O Comitê Olímpico Internacional (COI) confirmou que os Jogos Olímpicos de Inverno de 2030, sediados nos Alpes Franceses, atingirão a paridade de gênero pela primeira vez na história do evento. A edição contará com 3.046 atletas disputando 126 provas, das quais 56 serão femininas, 55 masculinas e 15 mistas.
Novas modalidades e exclusões
Entre as novidades anunciadas pelo COI estão a inclusão do esqui e snowboard fora de pista (freeride) e da patinação sincronizada. Por outro lado, a combinada nórdica foi excluída do programa olímpico, uma decisão que gerou reações entre federações esportivas.
Segundo o COI, a inclusão do freeride reflete a popularidade crescente dessas modalidades entre os jovens, enquanto a patinação sincronizada amplia as oportunidades para atletas de países com tradição na modalidade.
Impacto da paridade de gênero
A paridade de gênero era uma meta estabelecida pelo COI desde a Agenda Olímpica 2020. Em comunicado, a entidade destacou que os Jogos de 2030 representam um marco na igualdade de oportunidades no esporte de inverno. “Estamos orgulhosos em anunciar que, pela primeira vez, haverá o mesmo número de vagas para homens e mulheres”, afirmou o presidente do COI, Thomas Bach.
A decisão foi bem recebida por organizações esportivas e ativistas, que veem na medida um passo importante para a equidade no esporte de alto rendimento.

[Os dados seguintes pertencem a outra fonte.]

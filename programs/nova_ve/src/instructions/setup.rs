//! Setup instruction handlers.
//!
//! `create_escrow` opens the ledger and the minter for a base token;
//! `create_voter` adds the voter and the rebase distributor and wires both
//! into the minter.

use anchor_lang::prelude::*;
use anchor_spl::token::{Mint, Token, TokenAccount};

use crate::constants::*;
use crate::error::VeError;
use crate::state::{Escrow, EmissionParams, Minter, MinterState, RebaseDistributor, Voter};

/// Accounts required to create the escrow and its minter.
///
/// ## Security Notes
/// - Every vault is a PDA whose token authority is its owning program account
/// - The escrow PDA is unique per base mint
#[derive(Accounts)]
pub struct CreateEscrow<'info> {
    /// Becomes the escrow and minter authority.
    #[account(mut)]
    pub authority: Signer<'info>,

    /// The token being locked and emitted.
    pub base_mint: Account<'info, Mint>,

    #[account(
        init,
        payer = authority,
        space = Escrow::LEN,
        seeds = [ESCROW_SEED, base_mint.key().as_ref()],
        bump
    )]
    pub escrow: Account<'info, Escrow>,

    /// Holds every locked amount.
    #[account(
        init,
        payer = authority,
        seeds = [ESCROW_VAULT_SEED, escrow.key().as_ref()],
        bump,
        token::mint = base_mint,
        token::authority = escrow
    )]
    pub escrow_vault: Account<'info, TokenAccount>,

    #[account(
        init,
        payer = authority,
        space = Minter::LEN,
        seeds = [MINTER_SEED, escrow.key().as_ref()],
        bump
    )]
    pub minter: Account<'info, Minter>,

    /// Holds minted supply until it is routed onwards.
    #[account(
        init,
        payer = authority,
        seeds = [MINTER_VAULT_SEED, minter.key().as_ref()],
        bump,
        token::mint = base_mint,
        token::authority = minter
    )]
    pub minter_vault: Account<'info, TokenAccount>,

    pub system_program: Program<'info, System>,
    pub token_program: Program<'info, Token>,
    pub rent: Sysvar<'info, Rent>,
}

pub fn create_escrow_handler(ctx: Context<CreateEscrow>, params: EmissionParams) -> Result<()> {
    params.validate()?;

    let clock = Clock::get()?;
    let escrow_key = ctx.accounts.escrow.key();
    let authority = ctx.accounts.authority.key();
    let base_mint = ctx.accounts.base_mint.key();

    ctx.accounts.escrow.init(
        authority,
        base_mint,
        ctx.accounts.escrow_vault.key(),
        clock.unix_timestamp,
        ctx.bumps.escrow,
        ctx.bumps.escrow_vault,
    );

    let minter = &mut ctx.accounts.minter;
    minter.authority = authority;
    minter.escrow = escrow_key;
    minter.base_mint = base_mint;
    minter.vault = ctx.accounts.minter_vault.key();
    minter.voter = Pubkey::default();
    minter.distributor = Pubkey::default();
    minter.state = MinterState::Uninitialized;
    minter.weekly = 0;
    minter.active_period = 0;
    minter.epoch_count = 0;
    minter.total_emitted = 0;
    minter.params = params;
    minter.created_at = clock.unix_timestamp;
    minter.bump = ctx.bumps.minter;
    minter.vault_bump = ctx.bumps.minter_vault;

    msg!("Escrow created for mint {}", base_mint);
    msg!("Authority: {}", authority);
    msg!(
        "Emission params - decay: {}bp, tail: {}bp, growth cap: {}bp, min weekly: {}",
        params.decay_bps,
        params.tail_bps,
        params.growth_cap_bps,
        params.min_weekly
    );

    Ok(())
}

/// Accounts required to create the voter and the rebase distributor.
#[derive(Accounts)]
pub struct CreateVoter<'info> {
    #[account(mut)]
    pub authority: Signer<'info>,

    #[account(
        seeds = [ESCROW_SEED, escrow.base_mint.as_ref()],
        bump = escrow.bump,
        has_one = authority @ VeError::Unauthorized,
        has_one = base_mint
    )]
    pub escrow: Account<'info, Escrow>,

    #[account(
        mut,
        seeds = [MINTER_SEED, escrow.key().as_ref()],
        bump = minter.bump,
        has_one = escrow
    )]
    pub minter: Account<'info, Minter>,

    pub base_mint: Account<'info, Mint>,

    #[account(
        init,
        payer = authority,
        space = Voter::LEN,
        seeds = [VOTER_SEED, escrow.key().as_ref()],
        bump
    )]
    pub voter: Account<'info, Voter>,

    #[account(
        init,
        payer = authority,
        seeds = [VOTER_VAULT_SEED, voter.key().as_ref()],
        bump,
        token::mint = base_mint,
        token::authority = voter
    )]
    pub voter_vault: Account<'info, TokenAccount>,

    #[account(
        init,
        payer = authority,
        space = RebaseDistributor::LEN,
        seeds = [DISTRIBUTOR_SEED, escrow.key().as_ref()],
        bump
    )]
    pub distributor: Account<'info, RebaseDistributor>,

    #[account(
        init,
        payer = authority,
        seeds = [DISTRIBUTOR_VAULT_SEED, distributor.key().as_ref()],
        bump,
        token::mint = base_mint,
        token::authority = distributor
    )]
    pub distributor_vault: Account<'info, TokenAccount>,

    pub system_program: Program<'info, System>,
    pub token_program: Program<'info, Token>,
    pub rent: Sysvar<'info, Rent>,
}

pub fn create_voter_handler(ctx: Context<CreateVoter>) -> Result<()> {
    let escrow_key = ctx.accounts.escrow.key();
    let voter_key = ctx.accounts.voter.key();
    let distributor_key = ctx.accounts.distributor.key();

    let voter = &mut ctx.accounts.voter;
    voter.authority = ctx.accounts.authority.key();
    voter.escrow = escrow_key;
    voter.emission_mint = ctx.accounts.base_mint.key();
    voter.vault = ctx.accounts.voter_vault.key();
    voter.gauge_count = 0;
    voter.carried_emission = 0;
    voter.total_distributed = 0;
    voter.last_recorded_epoch = 0;
    voter.bump = ctx.bumps.voter;
    voter.vault_bump = ctx.bumps.voter_vault;

    let distributor = &mut ctx.accounts.distributor;
    distributor.escrow = escrow_key;
    distributor.vault = ctx.accounts.distributor_vault.key();
    distributor.latest_epoch = 0;
    distributor.total_allocated = 0;
    distributor.total_claimed = 0;
    distributor.bump = ctx.bumps.distributor;
    distributor.vault_bump = ctx.bumps.distributor_vault;

    let minter = &mut ctx.accounts.minter;
    minter.voter = voter_key;
    minter.distributor = distributor_key;

    msg!("Voter created: {}", voter_key);
    msg!("Rebase distributor created: {}", distributor_key);

    Ok(())
}
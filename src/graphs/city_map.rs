use super::{Distance, GraphError, Vertex, INFINITY, MAX_CITIES};

/// Dense map of cities and the direct roads between them.
///
/// Stored as a square distance matrix: `distances[a][b]` is the direct
/// road distance between `a` and `b`, `INFINITY` where no road exists
/// and `0.0` on the diagonal. Roads are undirected, so the matrix stays
/// symmetric. The matrix is sized exactly to the city count given at
/// construction and never grows.
#[derive(Clone, Debug)]
pub struct CityMap {
    names: Vec<String>,
    distances: Vec<Vec<Distance>>,
}

impl CityMap {
    /// Creates a map of `city_count` unnamed cities with no roads.
    pub fn new(city_count: usize) -> Result<CityMap, GraphError> {
        if city_count == 0 {
            return Err(GraphError::NoCities);
        }
        if city_count > MAX_CITIES {
            return Err(GraphError::CapacityExceeded(city_count));
        }

        let distances = (0..city_count)
            .map(|city| {
                let mut row = vec![INFINITY; city_count];
                row[city] = 0.0;
                row
            })
            .collect();

        Ok(CityMap {
            names: vec![String::new(); city_count],
            distances,
        })
    }

    pub fn city_count(&self) -> usize {
        self.names.len()
    }

    pub fn cities(&self) -> impl Iterator<Item = Vertex> {
        0..self.city_count() as Vertex
    }

    pub fn contains(&self, city: Vertex) -> bool {
        (city as usize) < self.city_count()
    }

    fn check_city(&self, city: Vertex) -> Result<(), GraphError> {
        if self.contains(city) {
            Ok(())
        } else {
            Err(GraphError::InvalidIndex(city))
        }
    }

    /// Assigns a display name to `city`. Names are free-form and need
    /// not be unique; identity is the index.
    pub fn set_city_name(&mut self, city: Vertex, name: &str) -> Result<(), GraphError> {
        self.check_city(city)?;
        self.names[city as usize] = name.to_string();
        Ok(())
    }

    /// The display name assigned to `city`, `None` when the index is out
    /// of range. Cities that were never named yield an empty string.
    pub fn city_name(&self, city: Vertex) -> Option<&str> {
        self.names.get(city as usize).map(String::as_str)
    }

    /// Inserts the road `a -- b` with the given distance, overwriting
    /// any previous road between the two cities. Both indices are
    /// validated before anything is written, so a rejected call leaves
    /// the map untouched. A road from a city to itself is accepted and
    /// ignored: the diagonal of the matrix is always zero.
    pub fn add_road(&mut self, a: Vertex, b: Vertex, distance: Distance) -> Result<(), GraphError> {
        self.check_city(a)?;
        self.check_city(b)?;
        if !distance.is_finite() || distance < 0.0 {
            return Err(GraphError::InvalidWeight(distance));
        }

        if a != b {
            self.distances[a as usize][b as usize] = distance;
            self.distances[b as usize][a as usize] = distance;
        }

        Ok(())
    }

    /// Direct road distance between `a` and `b`, `None` when either
    /// index is out of range or no direct road exists. The zero
    /// self-distance counts as a direct road.
    pub fn direct_distance(&self, a: Vertex, b: Vertex) -> Option<Distance> {
        let distance = *self.distances.get(a as usize)?.get(b as usize)?;

        if distance.is_finite() {
            Some(distance)
        } else {
            None
        }
    }

    /// The finite off-diagonal entries of `city`'s matrix row: every
    /// city reachable by a direct road, with its distance. Empty when
    /// the index is out of range.
    pub fn roads_from(&self, city: Vertex) -> impl Iterator<Item = (Vertex, Distance)> + '_ {
        self.distances
            .get(city as usize)
            .into_iter()
            .flatten()
            .enumerate()
            .filter(move |&(other, &distance)| other as Vertex != city && distance.is_finite())
            .map(|(other, &distance)| (other as Vertex, distance))
    }

    /// Raw matrix row for `city`, `None` when out of range. Display code
    /// is expected to substitute a marker for the `INFINITY` entries.
    pub fn distance_row(&self, city: Vertex) -> Option<&[Distance]> {
        self.distances.get(city as usize).map(Vec::as_slice)
    }

    /// Number of distinct roads, counting each unordered pair once.
    pub fn road_count(&self) -> usize {
        self.distances
            .iter()
            .enumerate()
            .map(|(city, row)| {
                row.iter()
                    .skip(city + 1)
                    .filter(|distance| distance.is_finite())
                    .count()
            })
            .sum()
    }
}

Contexto e próximos passos
Os Jogos de Inverno de 2030 serão realizados nos Alpes Franceses, com sede principal em Nice e eventos espalhados por diversas estações de esqui. A escolha da região ocorreu após um processo de candidatura que priorizou a sustentabilidade e o legado social.
O programa final de provas ainda será submetido à aprovação do Conselho Executivo do COI, mas as principais diretrizes já foram definidas. A expectativa é que a edição de 2030 sirva de modelo para futuros Jogos Olímpicos de Inverno.